• EXERCISE INSTRUCTIONS
Your answer must consist of exactly the lines below, starting with the line with "send(&auth).await.map_err(|e| transport(&e))" and going on through the line with "if response.status() == StatusCode::NOT_FOUND", and nothing else.

• Data records
_ _ _ _

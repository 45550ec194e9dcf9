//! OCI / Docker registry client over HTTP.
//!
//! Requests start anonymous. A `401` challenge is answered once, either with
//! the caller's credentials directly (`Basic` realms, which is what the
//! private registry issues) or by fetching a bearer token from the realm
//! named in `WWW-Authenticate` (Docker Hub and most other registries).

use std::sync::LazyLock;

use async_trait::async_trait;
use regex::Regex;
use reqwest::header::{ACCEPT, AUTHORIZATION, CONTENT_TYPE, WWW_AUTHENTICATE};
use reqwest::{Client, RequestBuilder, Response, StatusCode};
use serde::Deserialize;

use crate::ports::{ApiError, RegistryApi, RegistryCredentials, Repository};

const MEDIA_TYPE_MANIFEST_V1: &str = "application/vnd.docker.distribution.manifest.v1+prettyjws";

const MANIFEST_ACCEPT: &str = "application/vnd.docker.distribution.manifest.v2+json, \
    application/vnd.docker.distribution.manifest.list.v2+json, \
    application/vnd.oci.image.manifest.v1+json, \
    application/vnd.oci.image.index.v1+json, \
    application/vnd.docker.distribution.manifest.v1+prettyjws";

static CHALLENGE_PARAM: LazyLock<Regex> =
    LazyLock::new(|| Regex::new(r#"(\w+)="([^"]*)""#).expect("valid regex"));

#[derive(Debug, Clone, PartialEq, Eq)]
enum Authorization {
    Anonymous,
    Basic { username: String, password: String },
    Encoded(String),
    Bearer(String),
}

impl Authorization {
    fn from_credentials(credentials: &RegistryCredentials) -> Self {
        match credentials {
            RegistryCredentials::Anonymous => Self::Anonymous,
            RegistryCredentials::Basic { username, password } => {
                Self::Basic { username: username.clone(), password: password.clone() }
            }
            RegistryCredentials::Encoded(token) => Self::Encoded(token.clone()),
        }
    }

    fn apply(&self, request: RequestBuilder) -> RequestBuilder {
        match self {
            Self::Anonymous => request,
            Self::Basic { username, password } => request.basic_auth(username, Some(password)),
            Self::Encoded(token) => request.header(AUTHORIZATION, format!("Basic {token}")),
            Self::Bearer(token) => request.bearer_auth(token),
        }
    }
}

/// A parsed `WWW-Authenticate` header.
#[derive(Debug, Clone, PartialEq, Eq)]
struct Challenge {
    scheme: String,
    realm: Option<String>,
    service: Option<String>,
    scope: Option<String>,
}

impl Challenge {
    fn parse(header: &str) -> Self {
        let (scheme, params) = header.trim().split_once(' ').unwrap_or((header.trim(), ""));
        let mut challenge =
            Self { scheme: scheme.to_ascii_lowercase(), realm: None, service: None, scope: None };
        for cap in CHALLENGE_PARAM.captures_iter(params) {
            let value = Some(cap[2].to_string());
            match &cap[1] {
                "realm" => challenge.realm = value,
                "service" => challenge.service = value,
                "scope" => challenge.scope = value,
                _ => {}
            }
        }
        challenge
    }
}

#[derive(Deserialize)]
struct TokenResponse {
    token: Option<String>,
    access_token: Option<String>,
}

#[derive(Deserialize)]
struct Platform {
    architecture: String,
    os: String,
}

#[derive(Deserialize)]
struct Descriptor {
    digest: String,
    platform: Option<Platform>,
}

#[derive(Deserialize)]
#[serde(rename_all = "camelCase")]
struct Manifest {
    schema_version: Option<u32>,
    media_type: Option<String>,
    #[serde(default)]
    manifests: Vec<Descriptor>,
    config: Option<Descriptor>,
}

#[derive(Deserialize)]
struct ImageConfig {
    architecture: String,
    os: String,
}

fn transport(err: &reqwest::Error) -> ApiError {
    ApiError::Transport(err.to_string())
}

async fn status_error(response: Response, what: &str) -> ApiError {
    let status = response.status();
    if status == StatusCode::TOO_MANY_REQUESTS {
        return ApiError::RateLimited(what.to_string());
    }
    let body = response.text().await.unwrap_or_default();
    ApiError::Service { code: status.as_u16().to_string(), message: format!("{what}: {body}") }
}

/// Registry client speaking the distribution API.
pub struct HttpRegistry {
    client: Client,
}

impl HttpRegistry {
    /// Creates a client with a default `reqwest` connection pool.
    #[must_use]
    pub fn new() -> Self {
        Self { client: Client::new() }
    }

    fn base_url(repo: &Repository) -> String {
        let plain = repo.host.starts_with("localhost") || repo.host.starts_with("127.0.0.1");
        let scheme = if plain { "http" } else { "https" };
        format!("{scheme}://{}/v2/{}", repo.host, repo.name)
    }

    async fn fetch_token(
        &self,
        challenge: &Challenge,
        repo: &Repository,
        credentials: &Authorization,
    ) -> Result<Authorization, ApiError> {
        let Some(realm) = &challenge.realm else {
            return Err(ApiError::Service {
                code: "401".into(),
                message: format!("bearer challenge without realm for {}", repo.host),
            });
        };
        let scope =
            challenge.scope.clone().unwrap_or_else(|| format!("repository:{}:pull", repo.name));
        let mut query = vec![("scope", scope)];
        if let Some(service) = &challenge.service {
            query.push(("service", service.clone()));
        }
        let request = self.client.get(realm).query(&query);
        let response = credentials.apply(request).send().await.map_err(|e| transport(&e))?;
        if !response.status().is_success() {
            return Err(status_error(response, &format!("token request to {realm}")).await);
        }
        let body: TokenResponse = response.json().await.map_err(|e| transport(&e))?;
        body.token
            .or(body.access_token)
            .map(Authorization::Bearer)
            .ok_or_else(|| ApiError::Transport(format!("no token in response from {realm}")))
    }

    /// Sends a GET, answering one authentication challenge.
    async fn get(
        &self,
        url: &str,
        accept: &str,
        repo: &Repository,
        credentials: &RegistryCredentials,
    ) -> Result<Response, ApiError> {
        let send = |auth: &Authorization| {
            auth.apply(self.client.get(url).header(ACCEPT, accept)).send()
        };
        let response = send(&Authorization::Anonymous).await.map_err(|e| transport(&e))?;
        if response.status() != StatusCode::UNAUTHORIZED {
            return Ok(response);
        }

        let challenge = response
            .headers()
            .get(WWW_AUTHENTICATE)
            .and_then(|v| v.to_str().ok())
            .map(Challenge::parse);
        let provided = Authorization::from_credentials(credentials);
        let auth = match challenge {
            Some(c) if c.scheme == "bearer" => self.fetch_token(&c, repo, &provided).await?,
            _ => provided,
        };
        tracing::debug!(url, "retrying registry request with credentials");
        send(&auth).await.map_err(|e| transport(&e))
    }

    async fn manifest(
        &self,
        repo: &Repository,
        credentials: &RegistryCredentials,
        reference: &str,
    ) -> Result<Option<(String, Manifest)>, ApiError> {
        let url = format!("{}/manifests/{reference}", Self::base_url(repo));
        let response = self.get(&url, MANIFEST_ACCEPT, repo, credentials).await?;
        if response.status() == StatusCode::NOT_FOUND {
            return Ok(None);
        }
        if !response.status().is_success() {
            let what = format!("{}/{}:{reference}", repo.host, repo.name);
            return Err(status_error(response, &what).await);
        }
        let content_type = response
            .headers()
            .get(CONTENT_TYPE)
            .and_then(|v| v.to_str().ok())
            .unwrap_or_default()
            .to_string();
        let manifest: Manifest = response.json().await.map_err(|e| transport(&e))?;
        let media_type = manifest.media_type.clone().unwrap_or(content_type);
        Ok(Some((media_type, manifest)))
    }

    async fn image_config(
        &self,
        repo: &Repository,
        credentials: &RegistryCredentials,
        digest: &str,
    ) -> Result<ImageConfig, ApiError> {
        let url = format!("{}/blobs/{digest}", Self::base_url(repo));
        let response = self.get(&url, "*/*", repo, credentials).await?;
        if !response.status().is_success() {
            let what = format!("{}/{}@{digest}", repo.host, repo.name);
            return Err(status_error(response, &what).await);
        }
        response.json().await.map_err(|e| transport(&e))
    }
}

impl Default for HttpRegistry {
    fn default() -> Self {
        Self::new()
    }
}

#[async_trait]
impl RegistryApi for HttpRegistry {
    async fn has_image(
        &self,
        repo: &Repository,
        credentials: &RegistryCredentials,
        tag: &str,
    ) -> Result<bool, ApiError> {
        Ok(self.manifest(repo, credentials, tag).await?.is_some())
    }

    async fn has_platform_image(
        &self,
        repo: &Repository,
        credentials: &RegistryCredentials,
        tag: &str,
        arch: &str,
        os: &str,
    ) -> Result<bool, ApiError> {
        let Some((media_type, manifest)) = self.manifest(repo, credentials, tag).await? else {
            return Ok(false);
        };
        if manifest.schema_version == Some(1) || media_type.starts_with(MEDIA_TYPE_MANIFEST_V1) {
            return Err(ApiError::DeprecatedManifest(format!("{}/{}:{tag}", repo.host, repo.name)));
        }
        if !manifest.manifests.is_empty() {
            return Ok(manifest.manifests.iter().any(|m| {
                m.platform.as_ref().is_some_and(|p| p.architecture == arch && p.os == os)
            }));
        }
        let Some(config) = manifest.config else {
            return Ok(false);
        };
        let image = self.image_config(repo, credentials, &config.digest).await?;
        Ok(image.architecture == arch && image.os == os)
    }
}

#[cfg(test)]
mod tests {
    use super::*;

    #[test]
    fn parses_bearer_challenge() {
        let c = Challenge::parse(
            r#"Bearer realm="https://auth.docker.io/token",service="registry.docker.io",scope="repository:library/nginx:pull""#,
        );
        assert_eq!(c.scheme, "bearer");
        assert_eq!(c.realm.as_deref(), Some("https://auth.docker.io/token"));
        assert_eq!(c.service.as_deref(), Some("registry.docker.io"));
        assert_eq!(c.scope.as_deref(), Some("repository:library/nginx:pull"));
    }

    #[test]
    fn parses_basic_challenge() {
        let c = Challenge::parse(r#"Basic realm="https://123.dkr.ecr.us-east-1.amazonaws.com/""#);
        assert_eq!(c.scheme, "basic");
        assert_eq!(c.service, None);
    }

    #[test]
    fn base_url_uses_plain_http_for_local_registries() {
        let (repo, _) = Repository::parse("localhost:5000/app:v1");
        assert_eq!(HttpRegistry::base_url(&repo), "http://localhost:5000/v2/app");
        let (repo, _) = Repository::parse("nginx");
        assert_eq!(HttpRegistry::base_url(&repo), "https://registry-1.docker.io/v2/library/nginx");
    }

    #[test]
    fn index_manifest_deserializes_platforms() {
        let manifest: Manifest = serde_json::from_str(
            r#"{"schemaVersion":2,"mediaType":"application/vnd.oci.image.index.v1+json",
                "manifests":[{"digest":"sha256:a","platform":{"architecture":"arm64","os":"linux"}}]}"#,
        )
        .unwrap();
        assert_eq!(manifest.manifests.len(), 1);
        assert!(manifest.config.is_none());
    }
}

_ _ _ _

• ANSWER BELOW
        send(&auth).await.map_err(|e| transport(&e))
    }

    async fn manifest(
        &self,
        repo: &Repository,
        credentials: &RegistryCredentials,
        reference: &str,
    ) -> Result<Option<(String, Manifest)>, ApiError> {
        let url = format!("{}/manifests/{reference}", Self::base_url(repo));
        let response = self.get(&url, MANIFEST_ACCEPT, repo, credentials).await?;
        if response.status() == StatusCode::NOT_FOUND {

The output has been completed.